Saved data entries
=== Section Start ===

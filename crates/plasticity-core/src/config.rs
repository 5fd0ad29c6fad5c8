//! Configuration loading and typed config structures for the control loop.
//!
//! The canonical configuration lives in `plasticity-config.yaml` at the
//! project root. Every section is optional and every field has a default,
//! so an empty file yields the stock tunables. The agent-logic sections
//! (`evaluation`, `lifecycle`, `network`, `rebalance`, `gap_scan`) are the
//! structs from `plasticity-agents`; this module adds scheduling,
//! population, infrastructure, and logging.

use std::path::Path;
use std::time::Duration;

use plasticity_agents::{
    AgentError, EvaluationConfig, GapScanConfig, LifecycleConfig, NetworkConfig, RebalanceConfig,
};
use rust_decimal::Decimal;
use serde::Deserialize;

/// Errors that can occur when loading configuration.
#[derive(Debug, thiserror::Error)]
pub enum ConfigError {
    /// Failed to read the configuration file from disk.
    #[error("failed to read config file: {source}")]
    Io {
        /// The underlying I/O error.
        #[from]
        source: std::io::Error,
    },

    /// Failed to parse YAML content.
    #[error("failed to parse config YAML: {source}")]
    Yaml {
        /// The underlying YAML parse error.
        source: serde_yml::Error,
    },

    /// A tunable failed validation.
    #[error("invalid tunable: {source}")]
    Tunable {
        /// The underlying validation error.
        #[from]
        source: AgentError,
    },

    /// A schedule or timeout was configured as zero.
    #[error("{name} must be greater than zero")]
    ZeroDuration {
        /// Which setting was zero.
        name: &'static str,
    },
}

impl From<serde_yml::Error> for ConfigError {
    fn from(source: serde_yml::Error) -> Self {
        Self::Yaml { source }
    }
}

/// Top-level control loop configuration.
///
/// Mirrors the structure of `plasticity-config.yaml`.
#[derive(Debug, Clone, Default, PartialEq, Deserialize)]
pub struct PlasticityConfig {
    /// Tick periods.
    #[serde(default)]
    pub schedule: ScheduleConfig,

    /// Performance evaluator weights and lookback.
    #[serde(default)]
    pub evaluation: EvaluationConfig,

    /// Destroy and spawn gates.
    #[serde(default)]
    pub lifecycle: LifecycleConfig,

    /// Relationship reinforcement.
    #[serde(default)]
    pub network: NetworkConfig,

    /// Resource tiers.
    #[serde(default)]
    pub rebalance: RebalanceConfig,

    /// Gap scanner threshold and fill probability.
    #[serde(default)]
    pub gap_scan: GapScanConfig,

    /// Seed population and random seed.
    #[serde(default)]
    pub population: PopulationConfig,

    /// Collaborator connections and timeouts.
    #[serde(default)]
    pub infrastructure: InfrastructureConfig,

    /// Logging configuration.
    #[serde(default)]
    pub logging: LoggingConfig,
}

impl PlasticityConfig {
    /// Load configuration from a YAML file at the given path.
    ///
    /// `NATS_URL` overrides `infrastructure.nats_url` when set.
    ///
    /// # Errors
    ///
    /// Returns [`ConfigError::Io`] if the file cannot be read,
    /// [`ConfigError::Yaml`] if the content is not valid YAML, or a
    /// validation error if a tunable is out of range.
    pub fn from_file(path: &Path) -> Result<Self, ConfigError> {
        let contents = std::fs::read_to_string(path)?;
        Self::parse(&contents)
    }

    /// Parse and validate configuration from a YAML string.
    ///
    /// # Errors
    ///
    /// Returns [`ConfigError::Yaml`] if the string is not valid YAML, or a
    /// validation error if a tunable is out of range.
    pub fn parse(yaml: &str) -> Result<Self, ConfigError> {
        let mut config: Self = serde_yml::from_str(yaml)?;
        config.infrastructure.apply_env_overrides();
        config.validate()?;
        Ok(config)
    }

    /// Reject zero periods, zero timeouts, and out-of-range tunables.
    ///
    /// # Errors
    ///
    /// Returns the first problem found.
    pub fn validate(&self) -> Result<(), ConfigError> {
        self.schedule.validate()?;
        if self.infrastructure.collaborator_timeout_ms == 0 {
            return Err(ConfigError::ZeroDuration {
                name: "infrastructure.collaborator_timeout_ms",
            });
        }
        self.lifecycle.validate()?;
        self.network.validate()?;
        self.rebalance.validate()?;
        self.gap_scan.validate()?;
        plasticity_agents::error::check_range(
            "population.seed_score",
            self.population.seed_score,
            Decimal::ZERO,
            Decimal::ONE_HUNDRED,
        )?;
        plasticity_agents::error::check_range(
            "population.collaboration_strength",
            self.population.collaboration_strength,
            Decimal::ZERO,
            Decimal::ONE,
        )?;
        Ok(())
    }
}

/// Tick periods for the three scheduled procedures.
#[derive(Debug, Clone, PartialEq, Eq, Deserialize)]
pub struct ScheduleConfig {
    /// Seconds between evaluation ticks (default: 300).
    #[serde(default = "default_evaluation_interval_secs")]
    pub evaluation_interval_secs: u64,

    /// Seconds between network optimization ticks (default: 21600).
    #[serde(default = "default_optimization_interval_secs")]
    pub optimization_interval_secs: u64,

    /// Seconds between gap scans (default: 900).
    #[serde(default = "default_gap_scan_interval_secs")]
    pub gap_scan_interval_secs: u64,
}

impl Default for ScheduleConfig {
    fn default() -> Self {
        Self {
            evaluation_interval_secs: default_evaluation_interval_secs(),
            optimization_interval_secs: default_optimization_interval_secs(),
            gap_scan_interval_secs: default_gap_scan_interval_secs(),
        }
    }
}

impl ScheduleConfig {
    /// Evaluation period.
    pub const fn evaluation_interval(&self) -> Duration {
        Duration::from_secs(self.evaluation_interval_secs)
    }

    /// Network optimization period.
    pub const fn optimization_interval(&self) -> Duration {
        Duration::from_secs(self.optimization_interval_secs)
    }

    /// Gap scan period.
    pub const fn gap_scan_interval(&self) -> Duration {
        Duration::from_secs(self.gap_scan_interval_secs)
    }

    fn validate(&self) -> Result<(), ConfigError> {
        let periods = [
            ("schedule.evaluation_interval_secs", self.evaluation_interval_secs),
            ("schedule.optimization_interval_secs", self.optimization_interval_secs),
            ("schedule.gap_scan_interval_secs", self.gap_scan_interval_secs),
        ];
        match periods.into_iter().find(|(_, secs)| *secs == 0) {
            Some((name, _)) => Err(ConfigError::ZeroDuration { name }),
            None => Ok(()),
        }
    }
}

/// Seed population configuration.
#[derive(Debug, Clone, PartialEq, Eq, Deserialize)]
pub struct PopulationConfig {
    /// Seed agents created per type at startup when the store is empty
    /// (default: 1).
    #[serde(default = "default_seed_per_type")]
    pub seed_per_type: u32,

    /// Starting score of seed agents (default: 60).
    #[serde(default = "default_seed_score")]
    pub seed_score: Decimal,

    /// Starting cash flow of seed agents (default: 2000).
    #[serde(default = "default_seed_cash_flow")]
    pub seed_cash_flow: Decimal,

    /// Strength of the collaboration edges among seed agents
    /// (default: 0.5).
    #[serde(default = "default_collaboration_strength")]
    pub collaboration_strength: Decimal,

    /// Random seed for reproducible runs. Entropy when absent.
    #[serde(default)]
    pub rng_seed: Option<u64>,
}

impl Default for PopulationConfig {
    fn default() -> Self {
        Self {
            seed_per_type: default_seed_per_type(),
            seed_score: default_seed_score(),
            seed_cash_flow: default_seed_cash_flow(),
            collaboration_strength: default_collaboration_strength(),
            rng_seed: None,
        }
    }
}

/// Collaborator connections and call limits.
#[derive(Debug, Clone, PartialEq, Eq, Deserialize)]
pub struct InfrastructureConfig {
    /// NATS URL for event forwarding. Events are only logged when absent.
    #[serde(default)]
    pub nats_url: Option<String>,

    /// Upper bound on any single store or metric call, in milliseconds
    /// (default: 5000).
    #[serde(default = "default_collaborator_timeout_ms")]
    pub collaborator_timeout_ms: u64,
}

impl InfrastructureConfig {
    /// Override the NATS URL with the `NATS_URL` environment variable when
    /// set.
    pub fn apply_env_overrides(&mut self) {
        if let Ok(val) = std::env::var("NATS_URL") {
            self.nats_url = Some(val);
        }
    }

    /// Collaborator call timeout.
    pub const fn collaborator_timeout(&self) -> Duration {
        Duration::from_millis(self.collaborator_timeout_ms)
    }
}

impl Default for InfrastructureConfig {
    fn default() -> Self {
        Self {
            nats_url: None,
            collaborator_timeout_ms: default_collaborator_timeout_ms(),
        }
    }
}

/// Log output format.
#[derive(Debug, Clone, Copy, Default, PartialEq, Eq, Deserialize)]
#[serde(rename_all = "snake_case")]
pub enum LogFormat {
    /// Human-readable lines.
    #[default]
    Pretty,
    /// One JSON object per line.
    Json,
}

/// Logging configuration.
#[derive(Debug, Clone, PartialEq, Eq, Deserialize)]
pub struct LoggingConfig {
    /// Log level used when `RUST_LOG` is unset (trace, debug, info, warn,
    /// error).
    #[serde(default = "default_log_level")]
    pub level: String,

    /// Output format.
    #[serde(default)]
    pub format: LogFormat,
}

impl Default for LoggingConfig {
    fn default() -> Self {
        Self {
            level: default_log_level(),
            format: LogFormat::Pretty,
        }
    }
}

// ---------------------------------------------------------------------------
// Default value functions
// ---------------------------------------------------------------------------

const fn default_evaluation_interval_secs() -> u64 {
    300
}

const fn default_optimization_interval_secs() -> u64 {
    21_600
}

const fn default_gap_scan_interval_secs() -> u64 {
    900
}

const fn default_seed_per_type() -> u32 {
    1
}

const fn default_seed_score() -> Decimal {
    Decimal::from_parts(60, 0, 0, false, 0)
}

const fn default_seed_cash_flow() -> Decimal {
    Decimal::from_parts(2000, 0, 0, false, 0)
}

const fn default_collaboration_strength() -> Decimal {
    Decimal::from_parts(5, 0, 0, false, 1)
}

const fn default_collaborator_timeout_ms() -> u64 {
    5000
}

fn default_log_level() -> String {
    String::from("info")
}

=== Section End ===

WHAT YOU HAVE TO DO
Show all lines from the entries that hold "NetworkConfig".

SOLVED EXERCISE
    AgentError, EvaluationConfig, GapScanConfig, LifecycleConfig, NetworkConfig, RebalanceConfig,
    pub network: NetworkConfig,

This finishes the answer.